Scheunenumbau in Tschagguns

Regionales Weißtannenholz im Innenraum, Solarenergienutzung auf dem Dach

Über Jahrzehnte hinweg diente die Scheune am Mühleweg in der Montafoner Gemeinde Tschagguns ihrem Zweck, stand dann lange leer und wurde nun nach Plänen des Architekten Bernhard Breuer aus dem benachbarten Schruns zu einem Wohnhaus umgebaut. Ursprünglich erbaut wurde sie vor gut einhundert Jahren – das jedenfalls besagt eine Inschrift über dem alten Haupttor. Das dazugehörige Bauernhaus wurde zu Beginn der 1970er-Jahre abgerissen.

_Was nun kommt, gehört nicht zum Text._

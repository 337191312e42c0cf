//! Error taxonomy.
//!
//! - [`SpecError`]: a spec string is malformed. Raised by [`App::build`](crate::App::build).
//! - [`AmbiguityError`]: two declarations claim the same token path.
//! - [`RuntimeError`]: a token stream cannot be bound or invoked.
//! - [`UnknownOptionError`]: an option nobody declared or claimed.

use thiserror::Error;

pub type Result<T, E = Error> = std::result::Result<T, E>;

#[derive(Debug, Error)]
pub enum Error {
    #[error(transparent)]
    Spec(#[from] SpecError),

    #[error(transparent)]
    Ambiguity(#[from] AmbiguityError),

    #[error(transparent)]
    Runtime(#[from] RuntimeError),

    #[error(transparent)]
    UnknownOption(#[from] UnknownOptionError),

    /// Raised by an action or middleware.
    #[error("action failed: {0:#}")]
    Action(#[from] anyhow::Error),
}

impl Error {
    pub fn as_spec(&self) -> Option<&SpecError> {
        match self {
            Self::Spec(err) => Some(err),
            _ => None,
        }
    }

    pub fn as_ambiguity(&self) -> Option<&AmbiguityError> {
        match self {
            Self::Ambiguity(err) => Some(err),
            _ => None,
        }
    }

    pub fn as_runtime(&self) -> Option<&RuntimeError> {
        match self {
            Self::Runtime(err) => Some(err),
            _ => None,
        }
    }
}

#[derive(Debug, Clone, Copy, PartialEq, Eq, Error)]
pub enum SpecErrorKind {
    #[error("invalid argument")]
    InvalidArgument,
    #[error("empty argument name")]
    EmptyArgumentName,
    #[error("required argument after optional argument")]
    RequiredAfterOptional,
    #[error("optional argument after spread argument")]
    OptionalAfterSpread,
    #[error("spread argument can only appear once")]
    SpreadOnlyOnce,
    #[error("sub-command piece after argument start")]
    PieceAfterArgument,
    #[error("group can not declare arguments")]
    ArgumentInGroup,
    #[error("invalid option spec")]
    InvalidOptionSpec,
    #[error("alias can not declare arguments")]
    InvalidAliasFormat,
}

/// A malformed command, group, alias, argument or option spec string.
///
/// `position` is the byte offset of the offending token inside `spec`.
#[derive(Debug, Clone, PartialEq, Eq, Error)]
#[error("{kind} at position {position} in `{spec}`")]
pub struct SpecError {
    pub kind: SpecErrorKind,
    pub spec: String,
    pub position: usize,
}

impl SpecError {
    pub(crate) fn new(kind: SpecErrorKind, spec: &str, position: usize) -> Self {
        Self {
            kind,
            spec: spec.to_string(),
            position,
        }
    }

    /// Render the spec with a caret under the offending position.
    pub fn caret(&self) -> String {
        let column = self
            .spec
            .get(..self.position)
            .map(|prefix| prefix.chars().count())
            .unwrap_or(0);
        format!("{}\n{}^", self.spec, " ".repeat(column))
    }
}

#[derive(Debug, Clone, PartialEq, Eq, Error)]
pub enum AmbiguityError {
    #[error("duplicated default command: `{first}` and `{second}`")]
    DuplicatedDefaultCommand { first: String, second: String },

    #[error("duplicated command `{pieces}`: matched by `{first}` and `{second}`")]
    DuplicatedCommand {
        pieces: String,
        first: String,
        second: String,
    },

    #[error("duplicated group `{pieces}`")]
    DuplicatedGroup { pieces: String },
}

#[derive(Debug, Clone, PartialEq, Eq, Error)]
pub enum RuntimeError {
    #[error("missing required argument: <{name}>")]
    RequiredArgumentMissing { name: String },

    #[error("boolean option --{long} can only be used once")]
    BooleanOptionAcceptOnce { long: String },

    #[error("option --{long} <value> can only be used once")]
    RequiredOptionAcceptOnce { long: String },

    #[error("option --{long} [value] can only be used once")]
    OptionalOptionAcceptOnce { long: String },

    #[error("no action bound to command `{command}`")]
    NoActionBound { command: String },

    #[error("no matched command{}", format_tokens(.unknown))]
    NoMatchedCommand { unknown: Vec<String> },
}

fn format_tokens(tokens: &[String]) -> String {
    if tokens.is_empty() {
        String::new()
    } else {
        format!(": {}", tokens.join(" "))
    }
}

#[derive(Debug, Clone, PartialEq, Eq, Error)]
#[error("unknown option: {flag}")]
pub struct UnknownOptionError {
    pub flag: String,
}
use std::fmt;

use serde_json::Value;

use crate::descriptor::{
    CommandDescriptor, CommandId, GroupDescriptor, GroupId, OptionDescriptor, OptionId,
};
use crate::error::{Error, Result, RuntimeError};
use crate::matcher::{self, Context};
use crate::middleware::{Middleware, Pipeline, UnknownOptionHandler};
use crate::spec;

/// An immutable, validated set of declarations.
///
/// Produced by [`App::build`](crate::App::build). Resolution never mutates the
/// program, so one instance can serve any number of concurrent calls.
#[derive(Clone)]
pub struct Program {
    pub(crate) name: String,
    pub(crate) version: Option<String>,
    pub(crate) description: String,
    pub(crate) options: Vec<OptionDescriptor>,
    pub(crate) commands: Vec<CommandDescriptor>,
    pub(crate) groups: Vec<GroupDescriptor>,
    pub(crate) app_options: Vec<OptionId>,
    pub(crate) root_commands: Vec<CommandId>,
    pub(crate) middlewares: Vec<Middleware>,
    pub(crate) unknown_option_handlers: Vec<UnknownOptionHandler>,
}

impl Program {
    pub fn name(&self) -> &str {
        &self.name
    }

    pub fn version(&self) -> Option<&str> {
        self.version.as_deref()
    }

    pub fn description(&self) -> &str {
        &self.description
    }

    /// Every option of every scope, indexed by [`OptionId`].
    pub fn options(&self) -> &[OptionDescriptor] {
        &self.options
    }

    pub fn commands(&self) -> &[CommandDescriptor] {
        &self.commands
    }

    pub fn groups(&self) -> &[GroupDescriptor] {
        &self.groups
    }

    pub fn app_options(&self) -> &[OptionId] {
        &self.app_options
    }

    pub fn root_commands(&self) -> &[CommandId] {
        &self.root_commands
    }

    pub fn option(&self, id: OptionId) -> &OptionDescriptor {
        &self.options[id.0]
    }

    pub fn command(&self, id: CommandId) -> &CommandDescriptor {
        &self.commands[id.0]
    }

    pub fn group(&self, id: GroupId) -> &GroupDescriptor {
        &self.groups[id.0]
    }

    /// Usage line of a command, group pieces included.
    pub fn usage(&self, id: CommandId) -> String {
        let command = self.command(id);
        let mut shape = command.shape();
        if let Some(group) = command.group {
            let mut pieces = self.group(group).pieces.clone();
            pieces.append(&mut shape.pieces);
            shape.pieces = pieces;
        }
        spec::format_command(&shape)
    }

    pub(crate) fn default_in(&self, ids: &[CommandId]) -> Option<CommandId> {
        ids.iter()
            .copied()
            .find(|id| self.command(*id).is_default())
    }

    /// The root default command when it is the only thing to match.
    pub(crate) fn sole_default(&self) -> Option<CommandId> {
        match (self.root_commands.as_slice(), self.groups.is_empty()) {
            ([only], true) if self.command(*only).is_default() => Some(*only),
            _ => None,
        }
    }

    /// Match `tokens` and bind arguments and options without running anything.
    ///
    /// A context without a command is not an error here; [`Program::run`]
    /// turns it into [`RuntimeError::NoMatchedCommand`].
    pub fn resolve<I, S>(&self, tokens: I) -> Result<Context<'_>>
    where
        I: IntoIterator<Item = S>,
        S: Into<String>,
    {
        let tokens = tokens.into_iter().map(Into::into).collect();
        matcher::resolve(self, tokens)
    }

    /// Resolve `tokens` and invoke the matched command's action through the
    /// app, group and command middlewares.
    pub async fn run<I, S>(&self, tokens: I) -> Result<Value>
    where
        I: IntoIterator<Item = S>,
        S: Into<String>,
    {
        let ctx = self.resolve(tokens)?;
        let Some(command) = ctx.command() else {
            return Err(RuntimeError::NoMatchedCommand {
                unknown: ctx.unknown().to_vec(),
            }
            .into());
        };
        let Some(action) = command.action.clone() else {
            return Err(RuntimeError::NoActionBound {
                command: self.usage(command.id),
            }
            .into());
        };

        let mut middlewares = self.middlewares.clone();
        if let Some(group) = command.group {
            middlewares.extend(self.group(group).middlewares.iter().cloned());
        }
        middlewares.extend(command.middlewares.iter().cloned());

        tracing::debug!(
            command = %command.spec(),
            middlewares = middlewares.len(),
            "running action"
        );
        let invocation = ctx.into_invocation();
        Pipeline::new(middlewares, action)
            .execute(invocation)
            .await
            .map_err(Error::Action)
    }
}

impl fmt::Debug for Program {
    fn fmt(&self, f: &mut fmt::Formatter<'_>) -> fmt::Result {
        f.debug_struct("Program")
            .field("name", &self.name)
            .field("version", &self.version)
            .field("options", &self.options)
            .field("commands", &self.commands)
            .field("groups", &self.groups)
            .field("middlewares", &self.middlewares.len())
            .finish()
    }
}

impl PartialEq for Program {
    fn eq(&self, other: &Self) -> bool {
        self.name == other.name
            && self.version == other.version
            && self.description == other.description
            && self.options == other.options
            && self.commands == other.commands
            && self.groups == other.groups
            && self.app_options == other.app_options
            && self.root_commands == other.root_commands
            && self.middlewares.len() == other.middlewares.len()
            && self.unknown_option_handlers.len() == other.unknown_option_handlers.len()
    }
}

Die nach Südosten ausgerichtete Dachfläche bedecken Solarmodule
Ansicht Ost: Die alten unbehandelten Holzfassaden verwittern je nach Ausrichtung in verschiedenen Farbnuancen
Ansicht Nordwest: Ein Teil des Erdgeschosses besteht aus Bruchsteinmauerwerk

Die ehemalige Scheune befindet sich nahe des Ortskerns der touristisch geprägten Gemeinde, knapp 70 Kilometer südlich von Bregenz. Ähnlich einer Streusiedlung stehen hier die Häuser und Höfe einzeln und in Kleingruppen verteilt in der von Wiesen und Wäldern geprägten Landschaft, gerahmt durch das imposante Bergpanorama. Der zweigeschossige Umbau mit Satteldach erstreckt sich auf einem weitläufigen, von Südwesten nach Nordosten leicht abfallenden Grundstück. Eine Giebelseite weist zur südwestlich gelegenen Landstraße, das Niveau des Hauses liegt dort rund einen Meter unterhalb des Gehsteigs. Eine Trockenmauer aus Naturstein markiert die Grundstückgrenze und überragt ein Stück weit die Straßenführung. Die unbehandelten Holzfassaden sind je nach Orientierung in Farbnuancen von Silbergrau über Braun-Orange bis Schwarz verwittert. Gen Nordwesten ist das Dach mit Kupferblechen gedeckt, die Südostseite hingegen mit Solarmodulen. Die Fassaden erhielten wenige neue Öffnungen, um ausreichend Tageslicht in die Wohnräume zu führen.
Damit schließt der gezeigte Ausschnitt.